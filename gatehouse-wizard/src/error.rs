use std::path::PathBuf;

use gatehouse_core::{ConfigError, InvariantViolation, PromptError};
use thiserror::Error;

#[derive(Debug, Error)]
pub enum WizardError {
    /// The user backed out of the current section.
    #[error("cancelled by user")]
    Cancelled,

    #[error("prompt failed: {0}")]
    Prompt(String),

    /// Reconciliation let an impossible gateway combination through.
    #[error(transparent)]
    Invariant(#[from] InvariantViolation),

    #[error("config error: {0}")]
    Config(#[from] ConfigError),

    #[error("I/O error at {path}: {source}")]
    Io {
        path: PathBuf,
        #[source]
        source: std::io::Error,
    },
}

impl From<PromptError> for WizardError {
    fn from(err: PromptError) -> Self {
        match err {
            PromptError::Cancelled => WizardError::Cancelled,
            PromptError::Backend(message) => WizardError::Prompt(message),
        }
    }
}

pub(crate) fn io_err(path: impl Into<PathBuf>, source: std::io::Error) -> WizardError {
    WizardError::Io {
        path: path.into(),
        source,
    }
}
--
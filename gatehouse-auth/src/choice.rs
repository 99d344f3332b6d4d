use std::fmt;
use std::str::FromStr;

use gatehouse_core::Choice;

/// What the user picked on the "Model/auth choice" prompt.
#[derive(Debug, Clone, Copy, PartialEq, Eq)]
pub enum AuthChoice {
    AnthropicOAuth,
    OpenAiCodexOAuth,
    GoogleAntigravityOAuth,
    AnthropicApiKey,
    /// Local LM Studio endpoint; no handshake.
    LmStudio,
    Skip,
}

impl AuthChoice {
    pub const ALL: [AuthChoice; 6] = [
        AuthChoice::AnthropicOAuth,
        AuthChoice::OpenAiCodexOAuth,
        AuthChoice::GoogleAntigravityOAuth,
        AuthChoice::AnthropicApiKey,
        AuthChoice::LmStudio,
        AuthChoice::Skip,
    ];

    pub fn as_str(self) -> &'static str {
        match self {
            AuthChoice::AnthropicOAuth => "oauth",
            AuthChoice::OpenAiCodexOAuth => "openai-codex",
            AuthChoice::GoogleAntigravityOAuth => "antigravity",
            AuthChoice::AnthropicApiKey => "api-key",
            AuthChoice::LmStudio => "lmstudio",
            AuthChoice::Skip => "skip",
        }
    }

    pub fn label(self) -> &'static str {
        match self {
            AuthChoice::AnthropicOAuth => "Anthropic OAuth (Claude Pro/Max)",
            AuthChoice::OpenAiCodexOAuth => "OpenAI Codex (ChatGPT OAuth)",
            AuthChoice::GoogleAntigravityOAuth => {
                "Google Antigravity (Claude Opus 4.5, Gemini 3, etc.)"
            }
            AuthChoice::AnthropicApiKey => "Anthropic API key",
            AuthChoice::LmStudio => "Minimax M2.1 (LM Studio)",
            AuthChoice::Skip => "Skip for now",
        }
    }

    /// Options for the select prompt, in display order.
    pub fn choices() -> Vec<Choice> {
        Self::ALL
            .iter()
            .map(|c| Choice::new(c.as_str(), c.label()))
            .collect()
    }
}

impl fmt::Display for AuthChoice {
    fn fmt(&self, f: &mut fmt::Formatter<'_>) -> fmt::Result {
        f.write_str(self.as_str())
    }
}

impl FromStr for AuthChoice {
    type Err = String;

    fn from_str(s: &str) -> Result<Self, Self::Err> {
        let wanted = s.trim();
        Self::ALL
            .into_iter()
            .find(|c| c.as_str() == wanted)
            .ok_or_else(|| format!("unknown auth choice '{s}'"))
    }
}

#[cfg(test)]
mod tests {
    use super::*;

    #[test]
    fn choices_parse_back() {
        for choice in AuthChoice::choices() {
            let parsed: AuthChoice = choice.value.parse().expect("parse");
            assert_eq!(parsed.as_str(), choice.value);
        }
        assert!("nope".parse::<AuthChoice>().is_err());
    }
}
--
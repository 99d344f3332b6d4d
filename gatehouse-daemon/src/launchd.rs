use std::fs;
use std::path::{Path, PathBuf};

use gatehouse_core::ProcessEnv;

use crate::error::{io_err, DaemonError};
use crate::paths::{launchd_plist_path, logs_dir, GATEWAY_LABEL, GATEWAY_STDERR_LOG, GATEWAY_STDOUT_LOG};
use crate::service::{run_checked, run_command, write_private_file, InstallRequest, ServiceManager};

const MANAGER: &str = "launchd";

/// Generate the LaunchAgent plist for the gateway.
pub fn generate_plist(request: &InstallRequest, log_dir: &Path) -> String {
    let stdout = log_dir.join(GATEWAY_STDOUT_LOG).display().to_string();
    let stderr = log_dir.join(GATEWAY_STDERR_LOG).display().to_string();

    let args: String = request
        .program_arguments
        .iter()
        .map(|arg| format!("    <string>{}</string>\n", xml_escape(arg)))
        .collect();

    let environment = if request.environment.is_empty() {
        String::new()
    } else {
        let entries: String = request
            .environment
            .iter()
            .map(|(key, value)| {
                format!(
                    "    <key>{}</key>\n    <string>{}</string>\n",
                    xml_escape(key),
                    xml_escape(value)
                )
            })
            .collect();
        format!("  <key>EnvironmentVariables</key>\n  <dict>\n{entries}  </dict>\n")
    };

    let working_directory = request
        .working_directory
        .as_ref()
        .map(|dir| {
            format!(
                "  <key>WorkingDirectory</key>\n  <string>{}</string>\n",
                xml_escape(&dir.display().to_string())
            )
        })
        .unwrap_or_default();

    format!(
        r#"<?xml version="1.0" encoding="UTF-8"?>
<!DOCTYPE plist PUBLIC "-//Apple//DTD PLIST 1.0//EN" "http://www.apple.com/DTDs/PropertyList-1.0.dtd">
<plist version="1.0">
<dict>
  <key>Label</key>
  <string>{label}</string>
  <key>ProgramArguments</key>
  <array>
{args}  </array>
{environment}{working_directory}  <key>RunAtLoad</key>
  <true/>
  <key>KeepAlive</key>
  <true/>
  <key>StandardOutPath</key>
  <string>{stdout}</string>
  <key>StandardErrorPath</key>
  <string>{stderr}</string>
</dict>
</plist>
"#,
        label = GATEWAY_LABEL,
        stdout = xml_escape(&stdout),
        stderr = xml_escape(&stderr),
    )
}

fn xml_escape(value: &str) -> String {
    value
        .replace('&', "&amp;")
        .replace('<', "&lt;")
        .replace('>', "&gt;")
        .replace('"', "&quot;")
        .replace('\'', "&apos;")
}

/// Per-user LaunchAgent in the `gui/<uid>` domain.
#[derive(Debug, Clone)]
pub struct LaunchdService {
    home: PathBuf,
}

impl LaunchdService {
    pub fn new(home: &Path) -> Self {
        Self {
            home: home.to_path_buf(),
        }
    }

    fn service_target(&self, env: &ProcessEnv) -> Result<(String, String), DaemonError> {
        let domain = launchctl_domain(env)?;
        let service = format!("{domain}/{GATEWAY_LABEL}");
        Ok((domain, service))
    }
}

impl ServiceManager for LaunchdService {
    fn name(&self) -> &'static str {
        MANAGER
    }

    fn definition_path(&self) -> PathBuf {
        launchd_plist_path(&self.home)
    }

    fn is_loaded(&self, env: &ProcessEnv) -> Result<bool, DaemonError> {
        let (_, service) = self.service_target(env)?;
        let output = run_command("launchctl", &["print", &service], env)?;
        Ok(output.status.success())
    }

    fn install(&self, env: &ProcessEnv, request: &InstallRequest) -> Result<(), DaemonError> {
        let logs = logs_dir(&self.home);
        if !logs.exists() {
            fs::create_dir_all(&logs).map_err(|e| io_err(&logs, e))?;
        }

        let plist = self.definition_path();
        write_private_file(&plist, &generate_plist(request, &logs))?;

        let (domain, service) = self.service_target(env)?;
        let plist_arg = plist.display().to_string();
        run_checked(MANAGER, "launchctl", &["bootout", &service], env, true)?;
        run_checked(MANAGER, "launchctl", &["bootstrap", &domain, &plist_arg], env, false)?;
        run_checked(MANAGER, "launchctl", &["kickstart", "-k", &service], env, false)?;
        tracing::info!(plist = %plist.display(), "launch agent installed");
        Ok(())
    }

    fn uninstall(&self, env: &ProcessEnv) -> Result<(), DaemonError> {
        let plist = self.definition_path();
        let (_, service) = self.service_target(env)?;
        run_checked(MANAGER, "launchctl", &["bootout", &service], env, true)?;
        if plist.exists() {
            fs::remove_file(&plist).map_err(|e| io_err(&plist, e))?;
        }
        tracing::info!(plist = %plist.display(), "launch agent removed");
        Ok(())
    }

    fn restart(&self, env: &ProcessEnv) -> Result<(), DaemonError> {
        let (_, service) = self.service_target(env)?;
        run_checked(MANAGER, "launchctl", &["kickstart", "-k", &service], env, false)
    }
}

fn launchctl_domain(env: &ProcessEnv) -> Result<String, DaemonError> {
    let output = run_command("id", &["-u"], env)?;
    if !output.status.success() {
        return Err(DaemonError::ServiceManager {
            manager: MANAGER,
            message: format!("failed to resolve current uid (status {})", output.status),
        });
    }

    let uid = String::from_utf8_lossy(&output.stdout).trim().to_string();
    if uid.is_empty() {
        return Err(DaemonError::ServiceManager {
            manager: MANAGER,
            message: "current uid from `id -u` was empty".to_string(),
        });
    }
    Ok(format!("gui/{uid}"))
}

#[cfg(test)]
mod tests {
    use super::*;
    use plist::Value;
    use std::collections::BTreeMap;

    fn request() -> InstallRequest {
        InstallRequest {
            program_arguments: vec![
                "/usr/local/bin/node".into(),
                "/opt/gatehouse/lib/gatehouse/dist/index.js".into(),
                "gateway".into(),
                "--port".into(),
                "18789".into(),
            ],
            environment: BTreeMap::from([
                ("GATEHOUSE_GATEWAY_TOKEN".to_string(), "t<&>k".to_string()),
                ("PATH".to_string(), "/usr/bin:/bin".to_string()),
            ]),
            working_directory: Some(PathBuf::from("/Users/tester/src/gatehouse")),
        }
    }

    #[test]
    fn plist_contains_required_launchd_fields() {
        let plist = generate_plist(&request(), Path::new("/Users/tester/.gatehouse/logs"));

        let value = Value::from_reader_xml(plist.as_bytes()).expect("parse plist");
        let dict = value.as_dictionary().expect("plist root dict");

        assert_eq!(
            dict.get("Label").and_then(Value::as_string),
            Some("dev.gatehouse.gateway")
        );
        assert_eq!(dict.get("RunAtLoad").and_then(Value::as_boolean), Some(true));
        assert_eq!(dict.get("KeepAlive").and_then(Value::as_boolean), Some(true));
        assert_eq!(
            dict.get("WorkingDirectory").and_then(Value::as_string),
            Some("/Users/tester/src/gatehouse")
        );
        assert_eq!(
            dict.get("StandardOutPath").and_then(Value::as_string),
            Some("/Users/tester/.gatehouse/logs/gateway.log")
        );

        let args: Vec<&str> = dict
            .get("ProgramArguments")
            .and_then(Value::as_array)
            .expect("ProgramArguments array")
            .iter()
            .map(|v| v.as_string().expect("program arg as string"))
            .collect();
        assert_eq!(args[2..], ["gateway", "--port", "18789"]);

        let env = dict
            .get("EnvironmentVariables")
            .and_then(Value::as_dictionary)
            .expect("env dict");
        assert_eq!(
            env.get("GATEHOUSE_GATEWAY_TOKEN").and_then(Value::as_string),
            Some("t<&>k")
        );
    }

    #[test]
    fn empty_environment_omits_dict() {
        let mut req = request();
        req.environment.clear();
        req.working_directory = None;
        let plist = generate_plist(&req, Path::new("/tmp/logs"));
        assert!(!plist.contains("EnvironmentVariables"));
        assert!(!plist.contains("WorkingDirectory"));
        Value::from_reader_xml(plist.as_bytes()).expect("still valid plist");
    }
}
--
* ABOUT THIS TASK
Lines holding "Some" in the material above are to be reported.

* ANSWER FOR THIS EXERCISE
            working_directory: Some(PathBuf::from("/Users/tester/src/gatehouse")),
            Some("dev.gatehouse.gateway")
        assert_eq!(dict.get("RunAtLoad").and_then(Value::as_boolean), Some(true));
        assert_eq!(dict.get("KeepAlive").and_then(Value::as_boolean), Some(true));
            Some("/Users/tester/src/gatehouse")
            Some("/Users/tester/.gatehouse/logs/gateway.log")
            Some("t<&>k")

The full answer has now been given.